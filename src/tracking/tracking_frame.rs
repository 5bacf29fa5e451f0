//! Tracking `Frame` representation.
//!
//! A `Frame` bundles everything measured at one timestamp: camera features,
//! detection regions and the lidar scan. Region-owned data (lidar points,
//! keypoint matches) is derived when the frame is assembled and never
//! survives into another frame.

use crate::geometry::LidarProjection;
use crate::tracking::frame::{Correspondence, FeatureSet, LidarPoint, Region, RegionId};
use crate::tracking::lidar::assign_lidar_points;
use crate::tracking::region_matching::RegionMatch;

#[derive(Debug, Clone)]
pub struct Frame {
    /// Index of the frame in the input sequence.
    pub index: usize,
    pub features: FeatureSet,
    pub regions: Vec<Region>,
    /// Cropped lidar scan.
    pub lidar_points: Vec<LidarPoint>,
    /// Matches from the previous frame's keypoints to this frame's keypoints.
    pub kpt_matches: Vec<Correspondence>,
    /// Regions of the previous frame re-identified in this frame.
    pub region_matches: RegionMatch,
}

impl Frame {
    /// Assemble a frame and associate its lidar points with its regions.
    ///
    /// Any derived data the regions carry on input is discarded.
    pub fn new(
        index: usize,
        features: FeatureSet,
        mut regions: Vec<Region>,
        lidar_points: Vec<LidarPoint>,
        shrink_factor: f64,
        projection: &LidarProjection,
    ) -> Self {
        for region in &mut regions {
            region.kpt_matches.clear();
        }
        assign_lidar_points(&mut regions, &lidar_points, shrink_factor, projection);

        Self {
            index,
            features,
            regions,
            lidar_points,
            kpt_matches: Vec::new(),
            region_matches: RegionMatch::default(),
        }
    }

    pub fn region(&self, id: RegionId) -> Option<&Region> {
        self.regions.iter().find(|r| r.id == id)
    }

    pub fn region_mut(&mut self, id: RegionId) -> Option<&mut Region> {
        self.regions.iter_mut().find(|r| r.id == id)
    }

    /// Number of lidar points associated with any region.
    pub fn num_associated_points(&self) -> usize {
        self.regions.iter().map(|r| r.lidar_points.len()).sum()
    }
}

What is expected
Once you have read the listing, retype it in full, word for word.

Answer to this problem
filename src/tracking/tracking_frame.rs
repository 5bacf29fa5e451f0
//! Tracking `Frame` representation.
//!
//! A `Frame` bundles everything measured at one timestamp: camera features,
//! detection regions and the lidar scan. Region-owned data (lidar points,
//! keypoint matches) is derived when the frame is assembled and never
//! survives into another frame.

use crate::geometry::LidarProjection;
use crate::tracking::frame::{Correspondence, FeatureSet, LidarPoint, Region, RegionId};
use crate::tracking::lidar::assign_lidar_points;
use crate::tracking::region_matching::RegionMatch;

#[derive(Debug, Clone)]
pub struct Frame {
    /// Index of the frame in the input sequence.
    pub index: usize,
    pub features: FeatureSet,
    pub regions: Vec<Region>,
    /// Cropped lidar scan.
    pub lidar_points: Vec<LidarPoint>,
    /// Matches from the previous frame's keypoints to this frame's keypoints.
    pub kpt_matches: Vec<Correspondence>,
    /// Regions of the previous frame re-identified in this frame.
    pub region_matches: RegionMatch,
}

impl Frame {
    /// Assemble a frame and associate its lidar points with its regions.
    ///
    /// Any derived data the regions carry on input is discarded.
    pub fn new(
        index: usize,
        features: FeatureSet,
        mut regions: Vec<Region>,
        lidar_points: Vec<LidarPoint>,
        shrink_factor: f64,
        projection: &LidarProjection,
    ) -> Self {
        for region in &mut regions {
            region.kpt_matches.clear();
        }
        assign_lidar_points(&mut regions, &lidar_points, shrink_factor, projection);

        Self {
            index,
            features,
            regions,
            lidar_points,
            kpt_matches: Vec::new(),
            region_matches: RegionMatch::default(),
        }
    }

    pub fn region(&self, id: RegionId) -> Option<&Region> {
        self.regions.iter().find(|r| r.id == id)
    }

    pub fn region_mut(&mut self, id: RegionId) -> Option<&mut Region> {
        self.regions.iter_mut().find(|r| r.id == id)
    }

    /// Number of lidar points associated with any region.
    pub fn num_associated_points(&self) -> usize {
        self.regions.iter().map(|r| r.lidar_points.len()).sum()
    }
}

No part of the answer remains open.